EXTRACTED ENTRIES -
◆ ◆ ◆ ◆ ◆

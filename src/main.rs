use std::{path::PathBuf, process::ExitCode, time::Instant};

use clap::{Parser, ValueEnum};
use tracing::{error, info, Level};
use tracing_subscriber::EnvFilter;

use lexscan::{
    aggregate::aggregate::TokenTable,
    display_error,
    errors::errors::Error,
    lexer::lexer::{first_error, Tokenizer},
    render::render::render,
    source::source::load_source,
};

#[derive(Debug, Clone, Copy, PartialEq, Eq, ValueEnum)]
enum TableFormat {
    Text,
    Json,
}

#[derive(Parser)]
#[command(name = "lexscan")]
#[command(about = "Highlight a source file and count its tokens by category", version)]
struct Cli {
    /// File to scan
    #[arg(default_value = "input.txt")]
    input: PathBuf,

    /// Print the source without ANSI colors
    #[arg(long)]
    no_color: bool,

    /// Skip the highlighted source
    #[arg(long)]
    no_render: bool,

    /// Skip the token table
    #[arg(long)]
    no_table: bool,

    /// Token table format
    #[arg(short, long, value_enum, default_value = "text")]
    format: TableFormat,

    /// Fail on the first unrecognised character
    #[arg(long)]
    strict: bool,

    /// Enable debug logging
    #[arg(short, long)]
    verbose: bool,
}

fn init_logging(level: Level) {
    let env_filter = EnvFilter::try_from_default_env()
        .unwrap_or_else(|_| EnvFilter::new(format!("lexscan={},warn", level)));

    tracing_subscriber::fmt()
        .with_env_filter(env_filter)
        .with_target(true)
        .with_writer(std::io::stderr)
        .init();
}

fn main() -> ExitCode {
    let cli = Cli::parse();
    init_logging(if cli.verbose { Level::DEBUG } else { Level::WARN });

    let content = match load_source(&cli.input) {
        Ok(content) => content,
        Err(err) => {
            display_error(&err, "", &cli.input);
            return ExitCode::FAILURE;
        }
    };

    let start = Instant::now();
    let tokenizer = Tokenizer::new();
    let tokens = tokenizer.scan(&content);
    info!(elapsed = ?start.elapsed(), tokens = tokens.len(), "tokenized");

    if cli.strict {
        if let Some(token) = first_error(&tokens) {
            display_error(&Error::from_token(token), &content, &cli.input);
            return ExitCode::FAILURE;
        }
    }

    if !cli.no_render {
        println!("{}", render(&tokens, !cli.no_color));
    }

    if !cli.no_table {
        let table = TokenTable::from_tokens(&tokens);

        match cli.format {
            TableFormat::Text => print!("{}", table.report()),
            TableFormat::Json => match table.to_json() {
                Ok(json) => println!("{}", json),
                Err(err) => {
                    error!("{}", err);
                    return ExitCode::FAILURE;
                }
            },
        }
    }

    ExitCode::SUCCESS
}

◆ ◆ ◆ ◆ ◆

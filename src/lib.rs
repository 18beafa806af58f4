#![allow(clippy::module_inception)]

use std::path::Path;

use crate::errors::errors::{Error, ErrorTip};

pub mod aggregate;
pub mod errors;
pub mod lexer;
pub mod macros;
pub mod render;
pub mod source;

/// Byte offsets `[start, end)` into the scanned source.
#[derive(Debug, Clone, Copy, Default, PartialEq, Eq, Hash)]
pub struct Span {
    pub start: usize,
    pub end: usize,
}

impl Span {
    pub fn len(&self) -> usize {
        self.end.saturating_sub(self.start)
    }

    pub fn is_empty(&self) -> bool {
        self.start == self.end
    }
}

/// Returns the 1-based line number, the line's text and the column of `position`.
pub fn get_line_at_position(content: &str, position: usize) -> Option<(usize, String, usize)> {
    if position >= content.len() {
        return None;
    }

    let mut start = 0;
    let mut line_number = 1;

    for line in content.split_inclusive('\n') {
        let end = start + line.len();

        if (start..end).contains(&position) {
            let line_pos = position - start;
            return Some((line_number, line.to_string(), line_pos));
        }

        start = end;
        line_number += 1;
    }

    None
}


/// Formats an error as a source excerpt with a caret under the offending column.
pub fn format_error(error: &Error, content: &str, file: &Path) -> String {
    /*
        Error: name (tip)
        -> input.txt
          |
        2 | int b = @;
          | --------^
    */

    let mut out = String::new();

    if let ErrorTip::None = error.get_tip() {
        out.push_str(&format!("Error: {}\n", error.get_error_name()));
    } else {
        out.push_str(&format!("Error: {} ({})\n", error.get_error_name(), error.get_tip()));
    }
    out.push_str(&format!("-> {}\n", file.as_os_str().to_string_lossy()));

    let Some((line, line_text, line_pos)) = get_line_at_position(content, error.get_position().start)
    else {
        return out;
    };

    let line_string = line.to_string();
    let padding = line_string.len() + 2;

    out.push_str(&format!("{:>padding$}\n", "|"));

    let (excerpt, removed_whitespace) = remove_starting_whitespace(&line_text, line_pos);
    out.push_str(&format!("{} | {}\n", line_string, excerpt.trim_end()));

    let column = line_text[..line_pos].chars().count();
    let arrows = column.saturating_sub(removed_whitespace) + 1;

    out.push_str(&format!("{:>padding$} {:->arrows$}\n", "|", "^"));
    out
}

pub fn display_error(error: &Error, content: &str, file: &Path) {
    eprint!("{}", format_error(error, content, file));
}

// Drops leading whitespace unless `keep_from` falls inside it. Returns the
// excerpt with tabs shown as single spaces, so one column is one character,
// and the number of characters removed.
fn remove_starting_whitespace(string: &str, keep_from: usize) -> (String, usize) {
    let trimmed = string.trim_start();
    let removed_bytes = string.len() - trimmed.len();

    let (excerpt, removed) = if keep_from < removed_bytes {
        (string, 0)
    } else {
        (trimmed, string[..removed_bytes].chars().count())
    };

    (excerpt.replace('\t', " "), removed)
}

◆ ◆ ◆ ◆ ◆

REQUIRED WORK - Look through the entries above. Extract each line with the word "Skip".

REPLY TO THE EXERCISE -
    /// Skip the highlighted source
    /// Skip the token table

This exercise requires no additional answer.